BACKGROUND: The impact of myelin oligodendrocyte glycoprotein antibody disease (MOGAD) on brain structure and function is unknown. OBJECTIVES: The aim of this study was to study the multimodal brain MRI alterations in MOGAD and to investigate their clinical significance. METHODS: A total of 17 MOGAD, 20 aquaporin-4 antibody seropositive neuromyelitis optica spectrum disorders (AQP4 + NMOSD), and 28 healthy controls (HC) were prospectively recruited. Voxel-wise gray matter (GM) volume, fractional anisotropy (FA), mean diffusivity (MD), and degree centrality (DC) were compared between groups. Clinical associations and differential diagnosis were determined using partial correlation and stepwise logistic regression. RESULTS: In comparison with HC, MOGAD had GM atrophy in frontal and temporal lobe, insula, thalamus, and hippocampus, and WM fiber disruption in optic radiation and anterior/posterior corona radiata; DC decreased in cerebellum and increased in temporal lobe. Compared to AQP4 + NMOSD, MOGAD presented lower GM volume in postcentral gyrus and decreased DC in cerebellum.

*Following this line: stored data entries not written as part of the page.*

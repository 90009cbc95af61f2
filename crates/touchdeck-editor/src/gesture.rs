use smallvec::SmallVec;
use touchdeck_core::{PointerEvent, PointerId, Vec2};
use web_time::{Duration, Instant};

#[derive(Clone, Copy, Debug, PartialEq)]
pub struct GestureConfig {
    /// Pixels a pointer must travel before a press becomes a drag.
    pub touch_slop: f32,
    /// Longest press that still counts as a tap.
    pub tap_timeout: Duration,
}

impl Default for GestureConfig {
    fn default() -> Self {
        Self {
            touch_slop: 8.0,
            tap_timeout: Duration::from_millis(300),
        }
    }
}

#[derive(Clone, Copy, Debug, PartialEq)]
pub enum EditGesture {
    Tap { position: Vec2 },
    DragStart { position: Vec2 },
    Drag { delta: Vec2 },
    DragEnd,
    DragCancel,
}

pub type Gestures = SmallVec<[EditGesture; 2]>;

struct Tracking {
    id: PointerId,
    start: Vec2,
    last: Vec2,
    started_at: Instant,
    dragging: bool,
}

/// Splits edit-mode pointer input into taps and drags. Follows the first
/// pointer that goes down; others are ignored until it lifts.
pub struct EditGestureDetector {
    config: GestureConfig,
    tracking: Option<Tracking>,
}

impl Default for EditGestureDetector {
    fn default() -> Self {
        Self::new(GestureConfig::default())
    }
}

impl EditGestureDetector {
    pub fn new(config: GestureConfig) -> Self {
        Self {
            config,
            tracking: None,
        }
    }

    pub fn is_dragging(&self) -> bool {
        self.tracking.as_ref().is_some_and(|t| t.dragging)
    }

    pub fn handle_pointer(&mut self, event: &PointerEvent) -> Gestures {
        self.handle_pointer_at(event, Instant::now())
    }

    pub fn handle_pointer_at(&mut self, event: &PointerEvent, now: Instant) -> Gestures {
        let mut out = Gestures::new();
        let Some(t) = self.tracking.as_mut() else {
            if event.pressed {
                self.tracking = Some(Tracking {
                    id: event.id,
                    start: event.position,
                    last: event.position,
                    started_at: now,
                    dragging: false,
                });
            }
            return out;
        };
        if t.id != event.id {
            return out;
        }

        if event.pressed {
            if !t.dragging && (event.position - t.start).length() > self.config.touch_slop {
                t.dragging = true;
                out.push(EditGesture::DragStart { position: t.start });
                out.push(EditGesture::Drag {
                    delta: event.position - t.start,
                });
            } else if t.dragging {
                out.push(EditGesture::Drag {
                    delta: event.position - t.last,
                });
            }
            t.last = event.position;
            return out;
        }

        if t.dragging {
            out.push(EditGesture::DragEnd);
        } else if now.duration_since(t.started_at) < self.config.tap_timeout {
            out.push(EditGesture::Tap { position: t.start });
        }
        self.tracking = None;
        out
    }

    /// Abandons the current gesture, e.g. when edit mode is left mid-drag.
    pub fn cancel(&mut self) -> Option<EditGesture> {
        match self.tracking.take() {
            Some(t) if t.dragging => Some(EditGesture::DragCancel),
            _ => None,
        }
    }
}

#[cfg(test)]
mod tests {
    use super::*;

    fn at(id: u64, x: f32, y: f32, pressed: bool) -> PointerEvent {
        PointerEvent::touch(id, Vec2::new(x, y), pressed)
    }

    #[test]
    fn test_short_press_is_tap() {
        let mut d = EditGestureDetector::default();
        let t0 = Instant::now();
        assert!(d.handle_pointer_at(&at(1, 10.0, 10.0, true), t0).is_empty());
        assert!(d.handle_pointer_at(&at(1, 12.0, 11.0, true), t0).is_empty());
        let out = d.handle_pointer_at(&at(1, 12.0, 11.0, false), t0 + Duration::from_millis(100));
        assert_eq!(
            out.as_slice(),
            &[EditGesture::Tap {
                position: Vec2::new(10.0, 10.0)
            }]
        );
    }

    #[test]
    fn test_long_press_is_not_tap() {
        let mut d = EditGestureDetector::default();
        let t0 = Instant::now();
        d.handle_pointer_at(&at(1, 10.0, 10.0, true), t0);
        let out = d.handle_pointer_at(&at(1, 10.0, 10.0, false), t0 + Duration::from_millis(900));
        assert!(out.is_empty());
    }

    #[test]
    fn test_drag_reports_incremental_deltas() {
        let mut d = EditGestureDetector::default();
        let t0 = Instant::now();
        d.handle_pointer_at(&at(1, 10.0, 10.0, true), t0);
        let out = d.handle_pointer_at(&at(1, 30.0, 10.0, true), t0);
        assert_eq!(
            out.as_slice(),
            &[
                EditGesture::DragStart {
                    position: Vec2::new(10.0, 10.0)
                },
                EditGesture::Drag {
                    delta: Vec2::new(20.0, 0.0)
                },
            ]
        );
        assert!(d.is_dragging());

        let out = d.handle_pointer_at(&at(1, 35.0, 5.0, true), t0);
        assert_eq!(
            out.as_slice(),
            &[EditGesture::Drag {
                delta: Vec2::new(5.0, -5.0)
            }]
        );

        // a second finger does not interfere
        assert!(d.handle_pointer_at(&at(2, 500.0, 500.0, true), t0).is_empty());

        let out = d.handle_pointer_at(&at(1, 35.0, 5.0, false), t0);
        assert_eq!(out.as_slice(), &[EditGesture::DragEnd]);
        assert!(!d.is_dragging());
    }

    #[test]
    fn test_cancel_only_reports_drags() {
        let mut d = EditGestureDetector::default();
        d.handle_pointer(&at(1, 0.0, 0.0, true));
        assert_eq!(d.cancel(), None);

        d.handle_pointer(&at(1, 0.0, 0.0, true));
        d.handle_pointer(&at(1, 50.0, 0.0, true));
        assert_eq!(d.cancel(), Some(EditGesture::DragCancel));
    }
}
//! Widget entities: the interactive "normal" variant and the passive text variant.

use std::fmt;

#[cfg(feature = "serde")]
use serde::{Deserialize, Serialize};

use crate::{PercentPosition, PointerId, Size, Vec2, VisibilityType};

/// Stable, document-level widget identifier. Unique across every layer of a layout.
#[derive(Clone, Debug, PartialEq, Eq, Hash, PartialOrd, Ord)]
#[cfg_attr(feature = "serde", derive(Serialize, Deserialize), serde(transparent))]
pub struct WidgetId(pub String);

impl fmt::Display for WidgetId {
    fn fmt(&self, f: &mut fmt::Formatter<'_>) -> fmt::Result {
        f.write_str(&self.0)
    }
}

impl From<&str> for WidgetId {
    fn from(s: &str) -> Self {
        WidgetId(s.to_string())
    }
}

impl From<String> for WidgetId {
    fn from(s: String) -> Self {
        WidgetId(s)
    }
}

/// Screen axis a percentage size refers to.
#[derive(Clone, Copy, Debug, Default, PartialEq, Eq)]
#[cfg_attr(feature = "serde", derive(Serialize, Deserialize))]
pub enum Axis {
    #[default]
    Width,
    Height,
}

#[derive(Clone, Copy, Debug, PartialEq)]
#[cfg_attr(feature = "serde", derive(Serialize, Deserialize))]
pub enum WidgetSize {
    /// Density-independent pixels.
    Fixed { width_dp: f32, height_dp: f32 },
    /// Percentages in `[0, 10000]`, each of the referenced screen axis.
    Percentage {
        width: u16,
        height: u16,
        width_ref: Axis,
        height_ref: Axis,
    },
    /// Sized by content; the renderer reports the measured size.
    Wrap,
}

impl Default for WidgetSize {
    fn default() -> Self {
        WidgetSize::Fixed {
            width_dp: 50.0,
            height_dp: 50.0,
        }
    }
}

/// Reference to a named style owned by the rendering layer.
#[derive(Clone, Debug, PartialEq, Eq, Hash)]
#[cfg_attr(feature = "serde", derive(Serialize, Deserialize), serde(transparent))]
pub struct StyleRef(pub String);

#[derive(Clone, Debug, Default, PartialEq)]
#[cfg_attr(feature = "serde", derive(Serialize, Deserialize), serde(default))]
pub struct TextStyle {
    pub text: String,
    pub font_size: f32,
}

#[derive(Clone, Copy, Debug, PartialEq, Eq, Hash)]
#[cfg_attr(feature = "serde", derive(Serialize, Deserialize))]
pub enum ClickEventKind {
    Key,
    LauncherEvent,
    SendText,
    SwitchLayer,
    ShowLayer,
    HideLayer,
    ToggleLayer,
}

impl ClickEventKind {
    /// Bindings whose key names a layer whose visibility should change.
    pub fn is_layer_visibility(self) -> bool {
        matches!(
            self,
            ClickEventKind::SwitchLayer
                | ClickEventKind::ShowLayer
                | ClickEventKind::HideLayer
                | ClickEventKind::ToggleLayer
        )
    }
}

/// A binding fired when a normal widget is pressed or released.
#[derive(Clone, Debug, PartialEq, Eq, Hash)]
#[cfg_attr(feature = "serde", derive(Serialize, Deserialize))]
pub struct ClickEvent {
    pub kind: ClickEventKind,
    pub key: String,
}

impl ClickEvent {
    pub fn new(kind: ClickEventKind, key: impl Into<String>) -> Self {
        Self {
            kind,
            key: key.into(),
        }
    }

    pub fn key(key: impl Into<String>) -> Self {
        Self::new(ClickEventKind::Key, key)
    }
}

/// Interactive widget capabilities.
#[derive(Clone, Debug, Default, PartialEq)]
#[cfg_attr(
    feature = "serde",
    derive(Serialize, Deserialize),
    serde(from = "NormalWidgetFields")
)]
pub struct NormalWidget {
    pub click_events: Vec<ClickEvent>,
    /// A pointer already holding a swipeable widget may slide onto this one.
    pub swipeable: bool,
    /// Touches also reach the widgets beneath.
    pub penetrable: bool,
    /// Sticky: each press flips the toggled state instead of press/release.
    pub toggleable: bool,
    /// Released as soon as the holding pointer leaves the widget's bounds.
    pub release_on_exit: bool,
    /// Joystick-like widgets with their own touch handling. They claim priority
    /// over everything behind them.
    pub deep_touch: bool,
}

impl NormalWidget {
    /// Keeps at most one `SendText` binding: the first one with a non-empty key.
    pub fn new(click_events: Vec<ClickEvent>) -> Self {
        Self {
            click_events: filter_send_text(click_events),
            ..Default::default()
        }
    }

    pub fn swipeable(mut self, v: bool) -> Self {
        self.swipeable = v;
        self
    }

    pub fn penetrable(mut self, v: bool) -> Self {
        self.penetrable = v;
        self
    }

    pub fn toggleable(mut self, v: bool) -> Self {
        self.toggleable = v;
        self
    }

    pub fn release_on_exit(mut self, v: bool) -> Self {
        self.release_on_exit = v;
        self
    }

    pub fn deep_touch(mut self, v: bool) -> Self {
        self.deep_touch = v;
        self
    }
}

/// Loaded documents go through the same binding filter as [`NormalWidget::new`].
#[cfg(feature = "serde")]
#[derive(Deserialize)]
#[serde(default)]
struct NormalWidgetFields {
    click_events: Vec<ClickEvent>,
    swipeable: bool,
    penetrable: bool,
    toggleable: bool,
    release_on_exit: bool,
    deep_touch: bool,
}

#[cfg(feature = "serde")]
impl Default for NormalWidgetFields {
    fn default() -> Self {
        let n = NormalWidget::default();
        Self {
            click_events: n.click_events,
            swipeable: n.swipeable,
            penetrable: n.penetrable,
            toggleable: n.toggleable,
            release_on_exit: n.release_on_exit,
            deep_touch: n.deep_touch,
        }
    }
}

#[cfg(feature = "serde")]
impl From<NormalWidgetFields> for NormalWidget {
    fn from(f: NormalWidgetFields) -> Self {
        NormalWidget::new(f.click_events)
            .swipeable(f.swipeable)
            .penetrable(f.penetrable)
            .toggleable(f.toggleable)
            .release_on_exit(f.release_on_exit)
            .deep_touch(f.deep_touch)
    }
}

pub(crate) fn filter_send_text(events: Vec<ClickEvent>) -> Vec<ClickEvent> {
    let mut seen_text = false;
    events
        .into_iter()
        .filter(|e| {
            if e.kind != ClickEventKind::SendText {
                return true;
            }
            if seen_text || e.key.is_empty() {
                return false;
            }
            seen_text = true;
            true
        })
        .collect()
}

#[derive(Clone, Debug, PartialEq)]
#[cfg_attr(feature = "serde", derive(Serialize, Deserialize))]
pub enum WidgetKind {
    Normal(NormalWidget),
    Text,
}

/// Ephemeral editor state while a widget is being dragged.
#[derive(Clone, Copy, Debug, PartialEq)]
pub struct DragOverride {
    /// Accumulated, clamped, unsnapped pixel offset.
    pub raw_offset: Vec2,
    /// Position shown while dragging (possibly snapped).
    pub preview: PercentPosition,
}

/// State that only exists while a layout is live. Never persisted.
#[derive(Clone, Debug, Default, PartialEq)]
pub struct RuntimeState {
    pub held_by: Option<PointerId>,
    pub toggled: bool,
    pub drag: Option<DragOverride>,
    pub measured: Option<Size>,
}

#[derive(Clone, Debug, PartialEq)]
#[cfg_attr(feature = "serde", derive(Serialize, Deserialize))]
pub struct Widget {
    pub id: WidgetId,
    #[cfg_attr(feature = "serde", serde(default))]
    pub position: PercentPosition,
    #[cfg_attr(feature = "serde", serde(default))]
    pub size: WidgetSize,
    #[cfg_attr(feature = "serde", serde(default))]
    pub style: Option<StyleRef>,
    #[cfg_attr(feature = "serde", serde(default))]
    pub visibility: VisibilityType,
    #[cfg_attr(feature = "serde", serde(default))]
    pub text: TextStyle,
    pub kind: WidgetKind,
    #[cfg_attr(feature = "serde", serde(skip))]
    pub runtime: RuntimeState,
}

impl Widget {
    pub fn new(id: impl Into<WidgetId>, kind: WidgetKind) -> Self {
        Self {
            id: id.into(),
            position: PercentPosition::default(),
            size: WidgetSize::default(),
            style: None,
            visibility: VisibilityType::Always,
            text: TextStyle::default(),
            kind,
            runtime: RuntimeState::default(),
        }
    }

    pub fn normal(id: impl Into<WidgetId>, normal: NormalWidget) -> Self {
        Self::new(id, WidgetKind::Normal(normal))
    }

    pub fn text(id: impl Into<WidgetId>, text: impl Into<String>) -> Self {
        let mut w = Self::new(id, WidgetKind::Text);
        w.text.text = text.into();
        w
    }

    pub fn at(mut self, position: PercentPosition) -> Self {
        self.position = position;
        self
    }

    pub fn sized(mut self, size: WidgetSize) -> Self {
        self.size = size;
        self
    }

    pub fn visible_when(mut self, visibility: VisibilityType) -> Self {
        self.visibility = visibility;
        self
    }

    pub fn as_normal(&self) -> Option<&NormalWidget> {
        match &self.kind {
            WidgetKind::Normal(n) => Some(n),
            WidgetKind::Text => None,
        }
    }

    pub fn is_normal(&self) -> bool {
        self.as_normal().is_some()
    }

    /// Whether this widget may take part in touch dispatch right now.
    pub fn can_touch(&self) -> bool {
        if self.runtime.drag.is_some() {
            return false;
        }
        match &self.kind {
            WidgetKind::Normal(n) => n.deep_touch || !n.click_events.is_empty(),
            WidgetKind::Text => false,
        }
    }

    /// Mid-gesture: some pointer currently holds this widget.
    pub fn can_process(&self) -> bool {
        self.runtime.held_by.is_some()
    }

    pub fn supports_deep_touch(&self) -> bool {
        self.as_normal().is_some_and(|n| n.deep_touch)
    }

    /// Pressed visual state: held right now, or toggled on.
    pub fn is_pressed(&self) -> bool {
        self.runtime.held_by.is_some() || self.runtime.toggled
    }
}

Hippocampus/parahippocampus atrophy associated with Expanded Disability Status Scale (R = -0.55, p = 0.04) and California Verbal Learning Test (R = 0.62, p = 0.031). The differentiation of MOGAD from AQP4 + NMOSD achieved an accuracy of 95% using FA in splenium of corpus callosum and DC in occipital gyrus. CONCLUSION: Distinct structural and functional alterations were identified in MOGAD. Hippocampus/parahippocampus atrophy associated with clinical disability and cognitive impairment.